Zou Kelly H, Li Jim Z, Imperato Joseph, Potkar Chandrashekhar N, Sethi Nikuj, Edwards Jon, Ray Amrit
Research, Development and Medical, Upjohn Division, Pfizer Inc, New York, NY 10017, USA.
Research, Development and Medical, Upjohn Division, Pfizer Inc, San Diego, CA 92121, USA.
J Multidiscip Healthc. 2020 Jul 22;13:671-679. doi: 10.2147/JMDH.S262776. eCollection 2020.
A vast quantity of real-world data (RWD) are available to healthcare researchers. Such data come from diverse sources such as electronic health records, insurance claims and billing activity, product and disease registries, medical devices used in the home, and applications on mobile devices. The analysis of RWD produces real-world evidence (RWE), which is clinical evidence that provides information about usage and potential benefits or risks of a drug. This review defines and explains RWD, and it also details how regulatory authorities are using RWD and RWE. The main challenges in harnessing RWD include collating and analyzing numerous disparate types or categories of available information including both structured (eg, field entries) and unstructured (eg, doctor notes, discharge summaries, social media posts) data. Although the use of artificial intelligence to capture, amalgamate, standardize, and analyze RWD is still evolving, it has the potential to support the increased use of RWE to improve global health and healthcare.
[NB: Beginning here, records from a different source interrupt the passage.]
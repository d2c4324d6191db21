use std::sync::Arc;

use futures::{stream::FuturesOrdered, StreamExt};
use switchyard_common::{
  execute::RequestExecutionContext,
  graphql::{GraphQLError, GraphQLResponse, RawParams},
};
use switchyard_config::{load_config, LoggerConfig};
use switchyard_engine::executor::Executor;
use switchyard_logger::{build_logger, init_logger};
use tokio::{
  io::{AsyncBufRead, AsyncBufReadExt, AsyncWrite, AsyncWriteExt},
  task::{JoinError, JoinHandle},
};
use tokio_util::sync::CancellationToken;
use tracing::{debug, error, info};
use tracing_subscriber::{layer::SubscriberExt, Registry};

/// Requests executing at once; further input is read as earlier responses are written.
pub const MAX_IN_FLIGHT_REQUESTS: usize = 256;

pub async fn run_services(config_file_path: &str) -> anyhow::Result<()> {
  // config warnings are emitted before the configured logger exists
  let bootstrap_logger = Registry::default().with(build_logger(&LoggerConfig::default())?);
  let config = tracing::subscriber::with_default(bootstrap_logger, || {
    load_config(config_file_path, |key| std::env::var(key).ok())
  })?;

  init_logger(&config.logger)?;
  info!("configuration loaded from {}", config_file_path);

  let executor = Arc::new(Executor::from_config(&config).await?);
  debug!(
    plugins = executor.plugin_manager().plugins().len(),
    "executor ready"
  );

  let shutdown = CancellationToken::new();
  let signal_token = shutdown.clone();
  tokio::spawn(async move {
    if tokio::signal::ctrl_c().await.is_ok() {
      info!("shutdown requested, cancelling in-flight requests");
      signal_token.cancel();
    }
  });

  let stdin = tokio::io::BufReader::new(tokio::io::stdin());
  serve(
    executor,
    stdin,
    tokio::io::stdout(),
    shutdown,
    MAX_IN_FLIGHT_REQUESTS,
  )
  .await?;

  info!("input closed, exiting");
  Ok(())
}

/// Executes one request per input line and writes one response per output line, in input order.
///
/// Up to `max_in_flight` requests run concurrently. Cancelling `shutdown` stops reading and
/// cancels every request that is still running.
pub async fn serve<R, W>(
  executor: Arc<Executor>,
  input: R,
  mut output: W,
  shutdown: CancellationToken,
  max_in_flight: usize,
) -> std::io::Result<()>
where
  R: AsyncBufRead + Unpin,
  W: AsyncWrite + Unpin,
{
  let mut lines = input.lines();
  let mut pending = FuturesOrdered::new();
  let mut reading = true;
  let max_in_flight = max_in_flight.max(1);

  loop {
    tokio::select! {
      line = lines.next_line(),
        if reading && !shutdown.is_cancelled() && pending.len() < max_in_flight => match line? {
        Some(line) if line.trim().is_empty() => {}
        Some(line) => pending.push_back(spawn_request(executor.clone(), line, shutdown.child_token())),
        None => reading = false,
      },
      _ = shutdown.cancelled(), if reading => reading = false,
      Some(result) = pending.next() => write_response(&mut output, into_response(result)).await?,
      else => break,
    }
  }

  output.flush().await
}

fn spawn_request(
  executor: Arc<Executor>,
  line: String,
  cancellation: CancellationToken,
) -> JoinHandle<GraphQLResponse> {
  tokio::spawn(async move {
    let params = match RawParams::from_json(&line) {
      Ok(params) => params,
      Err(e) => {
        debug!("failed to parse request: {}", e);
        return GraphQLError::new(&format!("invalid request: {}", e))
          .with_code("BAD_REQUEST")
          .into();
      }
    };

    let ctx = Arc::new(RequestExecutionContext::with_cancellation(cancellation));
    executor.execute_with_context(ctx, params).await
  })
}

fn into_response(result: Result<GraphQLResponse, JoinError>) -> GraphQLResponse {
  result.unwrap_or_else(|e| {
    error!("request task failed: {}", e);
    GraphQLResponse::new_error("internal error")
  })
}

async fn write_response<W: AsyncWrite + Unpin>(
  output: &mut W,
  response: GraphQLResponse,
) -> std::io::Result<()> {
  let mut line = serde_json::to_vec(&response).map_err(std::io::Error::other)?;
  line.push(b'\n');
  output.write_all(&line).await
}
use std::{
  any::Any,
  collections::HashMap,
  fmt::{self, Debug},
  future::Future,
  pin::pin,
  sync::{Arc, Mutex, PoisonError, RwLock},
  time::{Duration, Instant, SystemTime},
};

use futures::future::{select, Either};
use serde_json::{Map, Value};
use tokio_util::sync::CancellationToken;

use crate::{
  graphql::{
    executable_operation_index, find_fragment, operation_name, root_selection_set, GraphQLError,
    GraphQLResponse, OperationKind, ParsedFragmentDefinition, ParsedGraphQLDocument,
    ParsedOperationDefinition, ParsedSelectionSet, RawParams,
  },
  interceptor::{FieldInfo, FieldMiddleware, FieldNext, ResolverFuture, RootFieldNext},
};

/// The executor core: turns a resolved operation into a response.
///
/// Implementations resolve root fields through [`OperationContext::resolve_root_field`] and
/// nested fields through [`OperationContext::resolve_field`], so field interceptors observe
/// every resolver call.
#[async_trait::async_trait]
pub trait ExecutableSchema: Send + Sync + Debug {
  async fn execute(&self, ctx: &OperationContext) -> GraphQLResponse;
}

#[derive(Debug, Clone, Copy, PartialEq, Eq)]
pub struct TraceTiming {
  pub start: Instant,
  pub end: Instant,
}

impl TraceTiming {
  pub fn duration(&self) -> Duration {
    self.end.saturating_duration_since(self.start)
  }
}

#[derive(Debug, Clone, Copy, PartialEq, Eq)]
pub struct ParsingStats {
  pub timing: TraceTiming,
  /// The document came from the document cache and was not parsed again.
  pub cache_hit: bool,
}

/// Per-request statistics, including the namespaced slots plugins use for their own state.
pub struct Stats {
  operation_start: Instant,
  operation_start_time: SystemTime,
  parsing: RwLock<Option<ParsingStats>>,
  extensions: RwLock<HashMap<&'static str, Arc<dyn Any + Send + Sync>>>,
}

impl Stats {
  pub fn new() -> Self {
    Stats {
      operation_start: Instant::now(),
      operation_start_time: SystemTime::now(),
      parsing: RwLock::new(None),
      extensions: RwLock::new(HashMap::new()),
    }
  }

  pub fn operation_start(&self) -> Instant {
    self.operation_start
  }

  /// Wall-clock time matching [`Stats::operation_start`].
  pub fn operation_start_time(&self) -> SystemTime {
    self.operation_start_time
  }

  pub fn parsing(&self) -> Option<ParsingStats> {
    *self.parsing.read().unwrap_or_else(PoisonError::into_inner)
  }

  pub fn set_parsing(&self, parsing: ParsingStats) {
    *self.parsing.write().unwrap_or_else(PoisonError::into_inner) = Some(parsing);
  }

  pub fn set_extension<T>(&self, name: &'static str, value: T)
  where
    T: Any + Send + Sync,
  {
    self
      .extensions
      .write()
      .unwrap_or_else(PoisonError::into_inner)
      .insert(name, Arc::new(value));
  }

  pub fn get_extension<T>(&self, name: &str) -> Option<Arc<T>>
  where
    T: Any + Send + Sync,
  {
    self
      .extensions
      .read()
      .unwrap_or_else(PoisonError::into_inner)
      .get(name)
      .cloned()
      .and_then(|value| value.downcast::<T>().ok())
  }

  /// Returns the slot stored under `name`, creating it with `init` when missing.
  ///
  /// Concurrent callers always observe the same instance.
  pub fn get_or_insert_extension<T>(&self, name: &'static str, init: impl FnOnce() -> T) -> Arc<T>
  where
    T: Any + Send + Sync,
  {
    let mut extensions = self
      .extensions
      .write()
      .unwrap_or_else(PoisonError::into_inner);

    if let Some(existing) = extensions
      .get(name)
      .cloned()
      .and_then(|value| value.downcast::<T>().ok())
    {
      return existing;
    }

    let value = Arc::new(init());
    extensions.insert(name, value.clone());
    value
  }
}

impl Default for Stats {
  fn default() -> Self {
    Self::new()
  }
}

impl Debug for Stats {
  fn fmt(&self, f: &mut fmt::Formatter<'_>) -> fmt::Result {
    let extensions = self
      .extensions
      .read()
      .unwrap_or_else(PoisonError::into_inner);
    let mut names: Vec<_> = extensions.keys().collect();
    names.sort();

    f.debug_struct("Stats")
      .field("operation_start", &self.operation_start)
      .field("parsing", &self.parsing())
      .field("extensions", &names)
      .finish()
  }
}

/// State owned by a single request, from the moment it enters the pipeline until its response
/// has been produced.
#[derive(Debug, Default)]
pub struct RequestExecutionContext {
  stats: Stats,
  errors: Mutex<Vec<GraphQLError>>,
  cancellation: CancellationToken,
}

impl RequestExecutionContext {
  pub fn new() -> Self {
    Self::default()
  }

  pub fn with_cancellation(cancellation: CancellationToken) -> Self {
    RequestExecutionContext {
      stats: Stats::new(),
      errors: Mutex::new(Vec::new()),
      cancellation,
    }
  }

  pub fn stats(&self) -> &Stats {
    &self.stats
  }

  pub fn add_error(&self, error: GraphQLError) {
    self
      .errors
      .lock()
      .unwrap_or_else(PoisonError::into_inner)
      .push(error);
  }

  pub fn errors(&self) -> Vec<GraphQLError> {
    self
      .errors
      .lock()
      .unwrap_or_else(PoisonError::into_inner)
      .clone()
  }

  pub fn take_errors(&self) -> Vec<GraphQLError> {
    std::mem::take(&mut *self.errors.lock().unwrap_or_else(PoisonError::into_inner))
  }

  pub fn cancellation_token(&self) -> &CancellationToken {
    &self.cancellation
  }

  pub fn is_cancelled(&self) -> bool {
    self.cancellation.is_cancelled()
  }

  /// Drives `fut` to completion unless the request gets cancelled first.
  pub async fn cancellable<F: Future>(&self, fut: F) -> Result<F::Output, GraphQLError> {
    if self.is_cancelled() {
      return Err(GraphQLError::cancelled());
    }

    let cancelled = pin!(self.cancellation.cancelled());
    let fut = pin!(fut);

    match select(cancelled, fut).await {
      Either::Left(_) => Err(GraphQLError::cancelled()),
      Either::Right((output, _)) => Ok(output),
    }
  }
}

#[derive(Debug, thiserror::Error, PartialEq, Eq)]
pub enum OperationSelectionError {
  #[error("no operation found in document")]
  NoOperation,
  #[error("operation \"{0}\" not found")]
  UnknownOperation(String),
}

impl From<OperationSelectionError> for GraphQLError {
  fn from(error: OperationSelectionError) -> Self {
    GraphQLError::new(&error.to_string()).with_code("GRAPHQL_VALIDATION_FAILED")
  }
}

/// A resolved, executable operation: the parameters after every mutator ran, the parsed document
/// and the operation picked from it.
#[derive(Debug)]
pub struct OperationContext {
  request: Arc<RequestExecutionContext>,
  params: RawParams,
  document: Arc<ParsedGraphQLDocument>,
  operation: ParsedOperationDefinition,
  field_middleware: FieldMiddleware,
}

impl OperationContext {
  pub fn new(
    request: Arc<RequestExecutionContext>,
    params: RawParams,
    document: Arc<ParsedGraphQLDocument>,
    field_middleware: FieldMiddleware,
  ) -> Result<Self, OperationSelectionError> {
    let requested_name = params
      .operation_name
      .as_deref()
      .filter(|name| !name.is_empty());

    let operation = executable_operation_index(&document, requested_name)
      .and_then(|index| match &document.definitions[index] {
        graphql_parser::query::Definition::Operation(operation) => Some(operation.clone()),
        _ => None,
      })
      .ok_or_else(|| match requested_name {
        Some(name) => OperationSelectionError::UnknownOperation(name.to_string()),
        None => OperationSelectionError::NoOperation,
      })?;

    Ok(OperationContext {
      request,
      params,
      document,
      operation,
      field_middleware,
    })
  }

  pub fn request(&self) -> &RequestExecutionContext {
    &self.request
  }

  pub fn stats(&self) -> &Stats {
    self.request.stats()
  }

  pub fn is_cancelled(&self) -> bool {
    self.request.is_cancelled()
  }

  pub fn params(&self) -> &RawParams {
    &self.params
  }

  pub fn query(&self) -> &str {
    self.params.query.as_deref().unwrap_or_default()
  }

  pub fn variables(&self) -> &Map<String, Value> {
    &self.params.variables
  }

  /// Name of the operation being executed, when it has one.
  pub fn operation_name(&self) -> Option<&str> {
    operation_name(&self.operation)
  }

  pub fn operation(&self) -> &ParsedOperationDefinition {
    &self.operation
  }

  pub fn operation_kind(&self) -> OperationKind {
    OperationKind::of(&self.operation)
  }

  pub fn root_selection_set(&self) -> &ParsedSelectionSet {
    root_selection_set(&self.operation)
  }

  pub fn document(&self) -> &ParsedGraphQLDocument {
    &self.document
  }

  pub fn fragment(&self, name: &str) -> Option<&ParsedFragmentDefinition> {
    find_fragment(&self.document, name)
  }

  /// Runs a root field resolver through the root-field interceptors, then the field
  /// interceptors.
  pub async fn resolve_root_field<'a>(
    &'a self,
    field: &'a FieldInfo,
    resolver: ResolverFuture<'a>,
  ) -> Result<Value, GraphQLError> {
    let inner: ResolverFuture<'a> = Box::pin(
      FieldNext::new(
        self,
        field,
        self.field_middleware.field_interceptors(),
        resolver,
      )
      .run(),
    );

    RootFieldNext::new(
      self,
      field,
      self.field_middleware.root_interceptors(),
      inner,
    )
    .run()
    .await
  }

  pub async fn resolve_field<'a>(
    &'a self,
    field: &'a FieldInfo,
    resolver: ResolverFuture<'a>,
  ) -> Result<Value, GraphQLError> {
    FieldNext::new(
      self,
      field,
      self.field_middleware.field_interceptors(),
      resolver,
    )
    .run()
    .await
  }
}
医疗保健研究人员可以获取大量的真实世界数据(RWD)。这些数据来自多种来源,如电子健康记录、保险理赔和计费活动、产品和疾病登记处、家用医疗设备以及移动设备上的应用程序。对真实世界数据的分析产生真实世界证据(RWE),这是一种临床证据,可提供有关药物使用情况以及潜在益处或风险的信息。本综述对真实世界数据进行了定义和解释,还详细介绍了监管机构如何使用真实世界数据和真实世界证据。利用真实世界数据的主要挑战包括整理和分析大量不同类型或类别的可用信息,包括结构化(如字段条目)和非结构化(如医生笔记、出院小结、社交媒体帖子)数据。尽管利用人工智能来获取、合并、标准化和分析真实世界数据仍在不断发展,但它有潜力支持更多地使用真实世界证据来改善全球健康和医疗保健。